# Activity
For the records below, say how many lines contain the string "start". Give no other text.

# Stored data
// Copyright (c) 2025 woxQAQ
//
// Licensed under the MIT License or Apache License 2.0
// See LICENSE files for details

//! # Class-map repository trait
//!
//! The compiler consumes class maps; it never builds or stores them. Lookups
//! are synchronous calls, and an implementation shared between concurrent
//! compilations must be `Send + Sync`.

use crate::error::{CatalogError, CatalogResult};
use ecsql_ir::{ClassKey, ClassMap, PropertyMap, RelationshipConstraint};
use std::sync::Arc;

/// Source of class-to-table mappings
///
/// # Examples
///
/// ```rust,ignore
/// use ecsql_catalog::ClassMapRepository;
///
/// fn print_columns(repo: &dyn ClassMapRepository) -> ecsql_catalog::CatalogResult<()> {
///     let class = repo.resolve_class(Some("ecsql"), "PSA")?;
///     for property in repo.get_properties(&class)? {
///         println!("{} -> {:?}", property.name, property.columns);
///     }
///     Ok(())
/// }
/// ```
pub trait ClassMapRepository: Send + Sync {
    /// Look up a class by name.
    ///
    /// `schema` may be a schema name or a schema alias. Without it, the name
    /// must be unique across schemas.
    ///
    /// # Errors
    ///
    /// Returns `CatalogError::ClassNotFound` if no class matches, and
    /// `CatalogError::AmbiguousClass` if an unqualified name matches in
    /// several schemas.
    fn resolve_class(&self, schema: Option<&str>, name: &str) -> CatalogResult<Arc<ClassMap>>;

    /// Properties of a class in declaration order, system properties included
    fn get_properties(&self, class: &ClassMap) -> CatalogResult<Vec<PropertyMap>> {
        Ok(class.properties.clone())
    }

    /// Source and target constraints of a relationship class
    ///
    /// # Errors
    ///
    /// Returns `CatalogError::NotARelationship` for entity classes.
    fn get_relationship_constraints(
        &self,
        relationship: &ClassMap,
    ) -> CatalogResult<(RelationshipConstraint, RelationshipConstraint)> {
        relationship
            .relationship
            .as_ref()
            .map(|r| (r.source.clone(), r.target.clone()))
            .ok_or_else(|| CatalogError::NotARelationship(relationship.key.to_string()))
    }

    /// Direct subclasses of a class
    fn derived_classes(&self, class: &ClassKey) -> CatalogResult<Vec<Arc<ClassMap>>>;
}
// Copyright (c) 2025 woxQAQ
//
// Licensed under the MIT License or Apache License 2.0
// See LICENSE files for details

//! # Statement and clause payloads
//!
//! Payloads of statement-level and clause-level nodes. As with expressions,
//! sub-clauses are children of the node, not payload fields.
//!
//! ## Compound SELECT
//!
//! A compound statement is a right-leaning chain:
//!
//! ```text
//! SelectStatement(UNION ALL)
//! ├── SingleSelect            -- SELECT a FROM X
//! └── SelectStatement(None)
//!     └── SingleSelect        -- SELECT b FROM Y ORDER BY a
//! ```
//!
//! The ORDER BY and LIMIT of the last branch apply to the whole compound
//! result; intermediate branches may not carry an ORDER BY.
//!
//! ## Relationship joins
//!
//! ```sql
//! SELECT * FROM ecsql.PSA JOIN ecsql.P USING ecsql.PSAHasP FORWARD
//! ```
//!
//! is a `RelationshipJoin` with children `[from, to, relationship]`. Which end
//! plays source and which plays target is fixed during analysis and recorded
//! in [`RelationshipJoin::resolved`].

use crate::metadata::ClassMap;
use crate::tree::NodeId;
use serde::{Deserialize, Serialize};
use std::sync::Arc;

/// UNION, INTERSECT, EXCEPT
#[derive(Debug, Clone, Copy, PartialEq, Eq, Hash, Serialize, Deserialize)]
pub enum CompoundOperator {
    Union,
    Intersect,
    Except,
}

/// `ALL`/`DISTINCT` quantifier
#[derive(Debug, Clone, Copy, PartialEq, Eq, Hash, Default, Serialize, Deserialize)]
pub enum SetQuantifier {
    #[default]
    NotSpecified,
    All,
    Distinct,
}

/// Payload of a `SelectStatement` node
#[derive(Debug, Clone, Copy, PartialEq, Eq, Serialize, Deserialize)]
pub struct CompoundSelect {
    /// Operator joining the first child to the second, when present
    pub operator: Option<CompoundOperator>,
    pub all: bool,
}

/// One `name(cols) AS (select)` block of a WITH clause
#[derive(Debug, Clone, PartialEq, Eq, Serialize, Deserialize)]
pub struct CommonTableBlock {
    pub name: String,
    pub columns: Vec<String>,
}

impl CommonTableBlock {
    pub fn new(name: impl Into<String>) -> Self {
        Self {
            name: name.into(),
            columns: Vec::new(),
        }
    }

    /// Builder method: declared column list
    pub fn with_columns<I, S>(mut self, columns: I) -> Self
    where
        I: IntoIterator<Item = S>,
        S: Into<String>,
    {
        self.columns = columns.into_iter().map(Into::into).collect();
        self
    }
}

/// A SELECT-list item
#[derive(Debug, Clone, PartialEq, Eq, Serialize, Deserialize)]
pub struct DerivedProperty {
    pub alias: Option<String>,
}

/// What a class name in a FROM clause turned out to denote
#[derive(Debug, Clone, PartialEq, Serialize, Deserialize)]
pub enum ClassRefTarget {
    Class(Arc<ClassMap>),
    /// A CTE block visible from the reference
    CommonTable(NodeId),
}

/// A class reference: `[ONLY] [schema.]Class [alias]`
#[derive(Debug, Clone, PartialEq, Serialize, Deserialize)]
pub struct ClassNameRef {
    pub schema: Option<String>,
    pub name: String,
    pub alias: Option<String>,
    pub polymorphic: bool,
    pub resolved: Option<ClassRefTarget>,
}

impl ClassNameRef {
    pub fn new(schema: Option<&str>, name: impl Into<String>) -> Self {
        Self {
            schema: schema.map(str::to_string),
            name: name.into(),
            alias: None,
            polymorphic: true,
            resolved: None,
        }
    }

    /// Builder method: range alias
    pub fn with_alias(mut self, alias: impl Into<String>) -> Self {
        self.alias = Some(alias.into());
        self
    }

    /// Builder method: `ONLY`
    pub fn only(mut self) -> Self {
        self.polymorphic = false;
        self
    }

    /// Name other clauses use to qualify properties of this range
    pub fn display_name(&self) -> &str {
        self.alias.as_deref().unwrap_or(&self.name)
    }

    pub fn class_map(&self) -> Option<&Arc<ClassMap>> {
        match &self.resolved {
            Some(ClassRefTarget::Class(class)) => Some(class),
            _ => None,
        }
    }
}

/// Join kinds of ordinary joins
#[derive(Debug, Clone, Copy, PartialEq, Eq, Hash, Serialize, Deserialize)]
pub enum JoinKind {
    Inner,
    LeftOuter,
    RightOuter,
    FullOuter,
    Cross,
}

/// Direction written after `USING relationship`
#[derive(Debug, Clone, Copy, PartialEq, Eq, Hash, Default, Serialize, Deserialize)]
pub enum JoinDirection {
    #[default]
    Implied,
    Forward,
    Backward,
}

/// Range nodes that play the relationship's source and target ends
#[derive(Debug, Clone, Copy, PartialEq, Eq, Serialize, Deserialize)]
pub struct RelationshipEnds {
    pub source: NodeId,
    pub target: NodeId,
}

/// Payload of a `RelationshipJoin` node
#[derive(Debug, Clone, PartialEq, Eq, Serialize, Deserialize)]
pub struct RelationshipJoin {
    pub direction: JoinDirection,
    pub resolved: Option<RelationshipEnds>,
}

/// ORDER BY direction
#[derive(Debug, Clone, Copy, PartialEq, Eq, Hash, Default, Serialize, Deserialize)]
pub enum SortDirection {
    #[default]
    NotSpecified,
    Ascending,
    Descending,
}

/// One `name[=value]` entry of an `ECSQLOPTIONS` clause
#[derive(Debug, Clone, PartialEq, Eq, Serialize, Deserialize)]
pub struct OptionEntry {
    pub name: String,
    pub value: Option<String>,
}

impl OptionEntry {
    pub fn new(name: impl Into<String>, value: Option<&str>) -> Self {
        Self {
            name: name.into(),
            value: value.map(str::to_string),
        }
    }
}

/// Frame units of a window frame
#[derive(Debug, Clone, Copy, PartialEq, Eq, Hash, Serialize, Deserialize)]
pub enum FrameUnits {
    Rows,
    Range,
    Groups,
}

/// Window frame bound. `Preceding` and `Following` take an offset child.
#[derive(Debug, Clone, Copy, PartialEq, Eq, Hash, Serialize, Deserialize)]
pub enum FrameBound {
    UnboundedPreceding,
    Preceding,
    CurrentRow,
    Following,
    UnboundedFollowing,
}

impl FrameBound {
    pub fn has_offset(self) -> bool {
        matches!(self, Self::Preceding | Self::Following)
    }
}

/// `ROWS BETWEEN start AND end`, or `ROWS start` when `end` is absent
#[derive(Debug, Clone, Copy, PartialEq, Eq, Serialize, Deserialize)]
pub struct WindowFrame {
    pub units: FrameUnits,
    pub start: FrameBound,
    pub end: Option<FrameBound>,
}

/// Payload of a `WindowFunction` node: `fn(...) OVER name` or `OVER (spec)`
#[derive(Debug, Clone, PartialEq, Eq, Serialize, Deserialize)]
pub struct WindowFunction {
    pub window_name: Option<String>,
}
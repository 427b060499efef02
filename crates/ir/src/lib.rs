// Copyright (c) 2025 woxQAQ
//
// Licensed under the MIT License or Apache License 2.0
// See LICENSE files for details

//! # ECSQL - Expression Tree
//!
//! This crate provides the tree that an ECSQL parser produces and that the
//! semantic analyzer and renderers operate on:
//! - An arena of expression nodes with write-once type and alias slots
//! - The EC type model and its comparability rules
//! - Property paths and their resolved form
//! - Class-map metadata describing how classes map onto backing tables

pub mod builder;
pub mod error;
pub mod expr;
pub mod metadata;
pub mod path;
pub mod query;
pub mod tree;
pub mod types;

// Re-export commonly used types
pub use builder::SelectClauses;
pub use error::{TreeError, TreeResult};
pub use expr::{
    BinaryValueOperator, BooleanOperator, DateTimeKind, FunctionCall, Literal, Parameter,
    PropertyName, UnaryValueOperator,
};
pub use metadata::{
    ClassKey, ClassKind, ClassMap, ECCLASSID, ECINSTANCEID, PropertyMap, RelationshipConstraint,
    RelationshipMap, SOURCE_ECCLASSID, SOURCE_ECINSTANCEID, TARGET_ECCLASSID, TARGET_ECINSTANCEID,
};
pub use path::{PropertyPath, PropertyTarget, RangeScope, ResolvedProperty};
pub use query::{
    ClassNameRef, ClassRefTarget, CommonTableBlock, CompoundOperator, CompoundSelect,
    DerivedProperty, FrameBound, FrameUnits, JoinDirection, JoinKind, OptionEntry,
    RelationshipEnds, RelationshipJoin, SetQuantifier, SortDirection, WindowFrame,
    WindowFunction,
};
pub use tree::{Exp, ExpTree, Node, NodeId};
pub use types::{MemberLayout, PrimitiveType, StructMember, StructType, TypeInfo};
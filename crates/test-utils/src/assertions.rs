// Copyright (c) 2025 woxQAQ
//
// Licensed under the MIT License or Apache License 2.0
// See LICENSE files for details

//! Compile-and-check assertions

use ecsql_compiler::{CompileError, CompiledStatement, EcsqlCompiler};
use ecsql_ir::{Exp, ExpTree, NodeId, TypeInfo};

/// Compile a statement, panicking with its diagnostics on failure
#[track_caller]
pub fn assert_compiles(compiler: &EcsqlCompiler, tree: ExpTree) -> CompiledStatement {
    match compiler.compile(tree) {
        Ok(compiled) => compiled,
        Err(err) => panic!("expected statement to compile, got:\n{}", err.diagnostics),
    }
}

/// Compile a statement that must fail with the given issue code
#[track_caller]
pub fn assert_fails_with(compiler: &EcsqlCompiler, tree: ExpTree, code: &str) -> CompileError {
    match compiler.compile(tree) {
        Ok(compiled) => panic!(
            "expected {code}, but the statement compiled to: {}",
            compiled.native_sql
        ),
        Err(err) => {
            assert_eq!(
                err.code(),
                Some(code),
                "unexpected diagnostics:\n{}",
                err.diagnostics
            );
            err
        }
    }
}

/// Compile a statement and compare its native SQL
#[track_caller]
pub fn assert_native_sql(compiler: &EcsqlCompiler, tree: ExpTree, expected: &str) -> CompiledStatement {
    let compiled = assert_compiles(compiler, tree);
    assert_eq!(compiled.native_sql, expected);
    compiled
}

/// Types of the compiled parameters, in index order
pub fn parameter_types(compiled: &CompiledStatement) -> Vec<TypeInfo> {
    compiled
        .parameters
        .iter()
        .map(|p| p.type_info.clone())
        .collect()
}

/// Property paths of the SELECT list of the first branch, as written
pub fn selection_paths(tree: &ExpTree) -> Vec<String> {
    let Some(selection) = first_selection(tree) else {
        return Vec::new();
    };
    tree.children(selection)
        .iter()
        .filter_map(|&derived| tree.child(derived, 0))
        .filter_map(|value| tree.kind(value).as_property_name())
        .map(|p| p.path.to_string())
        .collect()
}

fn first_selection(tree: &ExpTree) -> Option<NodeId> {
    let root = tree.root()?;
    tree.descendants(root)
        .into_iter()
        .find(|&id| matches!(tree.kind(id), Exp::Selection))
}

# Exercise result
2